### ACTION ITEM
Go through the entries below and collect each line with the string "Onboarding" in it.

### DATA FOR THIS EXERCISE

#![forbid(unsafe_code)]

pub mod table;
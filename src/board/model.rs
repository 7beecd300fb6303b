#![forbid(unsafe_code)]

use serde::{Deserialize, Serialize};
use time::macros::format_description;
use time::{Date, OffsetDateTime};
use uuid::Uuid;

use crate::error::PmtuiError;

time::serde::format_description!(iso_date, Date, "[year]-[month]-[day]");

/// Calendar date of "now", local clock if the offset is determinable.
#[must_use]
pub fn today() -> Date {
    OffsetDateTime::now_local()
        .unwrap_or_else(|_| OffsetDateTime::now_utc())
        .date()
}

pub fn parse_date(value: &str) -> Result<Date, PmtuiError> {
    let fmt = format_description!("[year]-[month]-[day]");
    Date::parse(value.trim(), &fmt).map_err(|_| PmtuiError::InvalidDate {
        value: value.to_owned(),
    })
}

#[must_use]
pub fn format_date(date: Date) -> String {
    let fmt = format_description!("[year]-[month]-[day]");
    date.format(&fmt)
        .unwrap_or_else(|_| date.to_string())
}

#[must_use]
pub fn clamp_progress(value: i64) -> u8 {
    u8::try_from(value.clamp(0, 100)).unwrap_or(0)
}

#[derive(Debug, Clone, Serialize, Deserialize, PartialEq, Eq)]
#[serde(rename_all = "camelCase")]
pub struct Task {
    pub id: String,
    pub name: String,
    pub departments: Vec<String>,
    pub color: String,
    #[serde(with = "iso_date")]
    pub deadline: Date,
    #[serde(with = "iso_date")]
    pub created_at: Date,
    #[serde(default)]
    pub done: bool,
    #[serde(default)]
    pub progress: u8,
}

impl Task {
    #[must_use]
    pub fn new_id() -> String {
        let id = Uuid::new_v4().simple().to_string();
        id.chars().take(8).collect()
    }
}

/// Fields a user fills in before a task exists. Validated by the engine.
#[derive(Debug, Clone, Default, PartialEq, Eq)]
pub struct TaskDraft {
    pub name: String,
    pub departments: Vec<String>,
    pub deadline: Option<Date>,
    pub progress: u8,
    pub done: bool,
}

impl TaskDraft {
    #[must_use]
    pub fn from_task(task: &Task) -> Self {
        Self {
            name: task.name.clone(),
            departments: task.departments.clone(),
            deadline: Some(task.deadline),
            progress: task.progress,
            done: task.done,
        }
    }
}

#[derive(Debug, Clone, Serialize, Deserialize, PartialEq, Eq)]
pub struct Note {
    pub id: String,
    pub text: String,
    #[serde(with = "iso_date")]
    pub date: Date,
    #[serde(default)]
    pub checked: bool,
}

impl Note {
    #[must_use]
    pub fn new_id() -> String {
        let id = Uuid::new_v4().simple().to_string();
        id.chars().take(8).collect()
    }
}

#[derive(Debug, Clone, Serialize, Deserialize, PartialEq)]
pub struct Project {
    pub id: String,
    pub name: String,
    #[serde(default)]
    pub description: String,
    #[serde(default, with = "iso_date::option")]
    pub deadline: Option<Date>,
    #[serde(default, skip_serializing_if = "Option::is_none")]
    pub budget: Option<f64>,
    #[serde(default, skip_serializing_if = "Option::is_none")]
    pub progress: Option<u8>,
    #[serde(default, skip_serializing_if = "Vec::is_empty")]
    pub departments: Vec<String>,
}

/// Partial project record decoded from a handoff payload. Only fields
/// present in the payload overwrite the existing record.
#[derive(Debug, Clone, Default, Deserialize)]
pub struct ProjectPatch {
    pub id: Option<String>,
    pub name: Option<String>,
    pub description: Option<String>,
    #[serde(default, with = "iso_date::option")]
    pub deadline: Option<Date>,
    pub budget: Option<f64>,
    pub progress: Option<u8>,
    pub departments: Option<Vec<String>>,
}

#[cfg(test)]
mod tests {
    use time::macros::date;

    use super::*;

    #[test]
    fn parses_and_formats_iso_dates() {
        let d = parse_date("2025-12-01").unwrap();
        assert_eq!(d, date!(2025 - 12 - 01));
        assert_eq!(format_date(d), "2025-12-01");
    }

    #[test]
    fn rejects_non_iso_dates() {
        assert!(parse_date("01/12/2025").is_err());
        assert!(parse_date("").is_err());
    }

    #[test]
    fn clamps_progress_to_percent_range() {
        assert_eq!(clamp_progress(-5), 0);
        assert_eq!(clamp_progress(42), 42);
        assert_eq!(clamp_progress(250), 100);
    }

    #[test]
    fn task_round_trips_with_camel_case_created_at() {
        let task = Task {
            id: Task::new_id(),
            name: "Wire harness".to_owned(),
            departments: vec!["Design Electric".to_owned()],
            color: "#33C1FF".to_owned(),
            deadline: date!(2025 - 12 - 01),
            created_at: date!(2025 - 11 - 20),
            done: false,
            progress: 40,
        };
        let json = serde_json::to_string(&task).unwrap();
        assert!(json.contains("\"createdAt\":\"2025-11-20\""));
        let back: Task = serde_json::from_str(&json).unwrap();
        assert_eq!(back, task);
    }

    #[test]
    fn task_ids_are_unique_enough_for_a_session() {
        let a = Task::new_id();
        let b = Task::new_id();
        assert_eq!(a.len(), 8);
        assert_ne!(a, b);
    }
}
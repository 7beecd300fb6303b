#![forbid(unsafe_code)]

pub mod app;

use std::io;
use std::io::IsTerminal as _;

use crate::error::PmtuiError;

#[must_use]
pub fn is_tty() -> bool {
    std::io::stdout().is_terminal()
}

pub fn init_terminal()
-> Result<ratatui::Terminal<ratatui::backend::CrosstermBackend<io::Stdout>>, PmtuiError> {
    use crossterm::terminal::enable_raw_mode;
    use ratatui::backend::CrosstermBackend;

    enable_raw_mode().map_err(|e| PmtuiError::Other(format!("failed to enable raw mode: {e}")))?;
    let mut stdout = io::stdout();
    crossterm::execute!(stdout, crossterm::terminal::EnterAlternateScreen)
        .map_err(|e| PmtuiError::Other(format!("failed to enter alt screen: {e}")))?;
    let backend = CrosstermBackend::new(stdout);
    let terminal = ratatui::Terminal::new(backend)
        .map_err(|e| PmtuiError::Other(format!("failed to create terminal: {e}")))?;
    Ok(terminal)
}

pub fn restore_terminal(
    mut terminal: ratatui::Terminal<ratatui::backend::CrosstermBackend<io::Stdout>>,
) -> Result<(), PmtuiError> {
    use crossterm::terminal::disable_raw_mode;

    disable_raw_mode()
        .map_err(|e| PmtuiError::Other(format!("failed to disable raw mode: {e}")))?;
    crossterm::execute!(
        terminal.backend_mut(),
        crossterm::terminal::LeaveAlternateScreen
    )
    .map_err(|e| PmtuiError::Other(format!("failed to leave alt screen: {e}")))?;
    terminal
        .show_cursor()
        .map_err(|e| PmtuiError::Other(format!("failed to show cursor: {e}")))?;
    Ok(())
}
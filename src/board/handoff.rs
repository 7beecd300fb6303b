#![forbid(unsafe_code)]

use percent_encoding::{AsciiSet, NON_ALPHANUMERIC, percent_decode_str, utf8_percent_encode};

use crate::board::model::{Project, ProjectPatch};
use crate::error::PmtuiError;

// The characters encodeURIComponent leaves alone, so payloads match its
// output byte for byte.
const COMPONENT: &AsciiSet = &NON_ALPHANUMERIC
    .remove(b'-')
    .remove(b'_')
    .remove(b'.')
    .remove(b'!')
    .remove(b'~')
    .remove(b'*')
    .remove(b'\'')
    .remove(b'(')
    .remove(b')');

/// Serializes a project record for a cross-screen navigation parameter:
/// JSON, then percent-encoded.
pub fn encode_project(project: &Project) -> Result<String, PmtuiError> {
    let json = serde_json::to_string(project)
        .map_err(|e| PmtuiError::Other(format!("failed to encode project payload: {e}")))?;
    Ok(utf8_percent_encode(&json, COMPONENT).to_string())
}

/// Decodes a handoff payload. Malformed input yields `None`; the receiving
/// screen treats that the same as no payload at all.
#[must_use]
pub fn decode_patch(payload: &str) -> Option<ProjectPatch> {
    let json = percent_decode_str(payload).decode_utf8().ok()?;
    serde_json::from_str(&json).ok()
}

/// Merges a decoded payload over the project list entry with the matching
/// id (string-compared). Absent, malformed, or unknown-id payloads change
/// nothing. Returns whether a record was updated.
pub fn apply_update(projects: &mut [Project], payload: &str) -> bool {
    let Some(patch) = decode_patch(payload) else {
        return false;
    };
    let Some(id) = patch.id.as_deref() else {
        return false;
    };
    let Some(project) = projects.iter_mut().find(|p| p.id == id) else {
        return false;
    };

    if let Some(name) = patch.name {
        project.name = name;
    }
    if let Some(description) = patch.description {
        project.description = description;
    }
    if let Some(deadline) = patch.deadline {
        project.deadline = Some(deadline);
    }
    if let Some(budget) = patch.budget {
        project.budget = Some(budget);
    }
    if let Some(progress) = patch.progress {
        project.progress = Some(progress);
    }
    if let Some(departments) = patch.departments {
        project.departments = departments;
    }
    true
}

#[cfg(test)]
mod tests {
    use time::macros::date;

    use super::*;

    fn projects() -> Vec<Project> {
        vec![
            Project {
                id: "1".to_owned(),
                name: "Bridge Structural Analysis".to_owned(),
                description: "Finite element modeling.".to_owned(),
                deadline: Some(date!(2025 - 12 - 01)),
                budget: None,
                progress: Some(46),
                departments: vec!["Design Mecanic".to_owned()],
            },
            Project {
                id: "2".to_owned(),
                name: "Robotics Automation System".to_owned(),
                description: String::new(),
                deadline: None,
                budget: None,
                progress: Some(72),
                departments: Vec::new(),
            },
        ]
    }

    #[test]
    fn round_trips_through_percent_encoded_json() {
        let project = projects().remove(0);
        let payload = encode_project(&project).unwrap();
        assert!(!payload.contains('{'), "JSON must be escaped: {payload}");
        assert!(!payload.contains('"'));

        let mut list = projects();
        list[0].name = "stale".to_owned();
        assert!(apply_update(&mut list, &payload));
        assert_eq!(list[0].name, "Bridge Structural Analysis");
    }

    #[test]
    fn merges_only_fields_present_in_payload() {
        let mut list = projects();
        // {"id":"2","deadline":"2026-01-15"} percent-encoded.
        let payload =
            "%7B%22id%22%3A%222%22%2C%22deadline%22%3A%222026-01-15%22%7D";
        assert!(apply_update(&mut list, payload));
        assert_eq!(list[1].deadline, Some(date!(2026 - 01 - 15)));
        // Untouched fields keep their values.
        assert_eq!(list[1].name, "Robotics Automation System");
        assert_eq!(list[1].progress, Some(72));
    }

    #[test]
    fn unknown_id_changes_nothing() {
        let mut list = projects();
        let before = list.clone();
        let payload = "%7B%22id%22%3A%2299%22%2C%22name%22%3A%22ghost%22%7D";
        assert!(!apply_update(&mut list, payload));
        assert_eq!(list, before);
    }

    #[test]
    fn malformed_payloads_are_ignored_silently() {
        let mut list = projects();
        let before = list.clone();
        assert!(!apply_update(&mut list, "%zz-not-json"));
        assert!(!apply_update(&mut list, "plain text"));
        assert!(!apply_update(&mut list, ""));
        assert_eq!(list, before);
    }

    #[test]
    fn payload_without_id_is_a_no_op() {
        let mut list = projects();
        let before = list.clone();
        // {"name":"anonymous"}
        let payload = "%7B%22name%22%3A%22anonymous%22%7D";
        assert!(!apply_update(&mut list, payload));
        assert_eq!(list, before);
    }
}
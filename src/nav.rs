//! Navigation targets scheduled by flows.
//!
//! The library does not route; it hands one of these to the embedding UI,
//! which maps it onto its own navigation.

use serde::{Deserialize, Serialize};

/// Destination the UI should navigate to after a flow outcome.
#[derive(Debug, Clone, Copy, PartialEq, Eq, Serialize, Deserialize)]
#[serde(rename_all = "snake_case")]
pub enum Navigation {
    /// Marketing home page.
    Home,
    /// Login form.
    Login,
    /// Onboarding questionnaire.
    Onboarding,
    /// Live voice-chat session page.
    Learn,
}

impl std::fmt::Display for Navigation {
    fn fmt(&self, f: &mut std::fmt::Formatter<'_>) -> std::fmt::Result {
        let s = match self {
            Self::Home => "home",
            Self::Login => "login",
            Self::Onboarding => "onboarding",
            Self::Learn => "learn",
        };
        write!(f, "{s}")
    }
}
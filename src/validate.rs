//! Field-scoped signup form validation.
//!
//! Validation failures are local and non-fatal: they block submission only,
//! and the user can correct and retry indefinitely.

use std::sync::OnceLock;

use regex::Regex;

/// Minimum password length accepted at signup.
pub const MIN_PASSWORD_LEN: usize = 6;

fn phone_re() -> &'static Regex {
    static RE: OnceLock<Regex> = OnceLock::new();
    // National number without country code; the flow prepends the code.
    RE.get_or_init(|| Regex::new(r"^\d{10}$").expect("static regex"))
}

/// Whether `phone` is a valid 10-digit national number.
pub fn is_valid_phone(phone: &str) -> bool {
    phone_re().is_match(phone)
}

/// Raw signup form values.
#[derive(Debug, Clone, Default)]
pub struct SignupForm {
    pub fullname: String,
    pub phone: String,
    pub password: String,
    pub verify_password: String,
}

/// Per-field error messages; `None` means the field passed.
#[derive(Debug, Clone, Default, PartialEq, Eq)]
pub struct SignupFormErrors {
    pub fullname: Option<String>,
    pub phone: Option<String>,
    pub password: Option<String>,
    pub verify_password: Option<String>,
}

impl SignupFormErrors {
    pub fn is_valid(&self) -> bool {
        self.fullname.is_none()
            && self.phone.is_none()
            && self.password.is_none()
            && self.verify_password.is_none()
    }
}

/// Validate a signup form, reporting every failing field at once.
pub fn validate_signup(form: &SignupForm) -> SignupFormErrors {
    let mut errors = SignupFormErrors::default();

    if form.fullname.trim().is_empty() {
        errors.fullname = Some("Please enter a valid name".to_string());
    }

    if !phone_re().is_match(&form.phone) {
        errors.phone = Some("Please enter a valid phone number".to_string());
    }

    if form.password.len() < MIN_PASSWORD_LEN {
        errors.password = Some(format!(
            "Password must be at least {MIN_PASSWORD_LEN} characters"
        ));
    } else if form.password != form.verify_password {
        errors.password = Some("Password does not match".to_string());
        errors.verify_password = Some("Password does not match".to_string());
    }

    errors
}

### WRITTEN SOLUTION
    /// Onboarding questionnaire.
    Onboarding,
            Self::Onboarding => "onboarding",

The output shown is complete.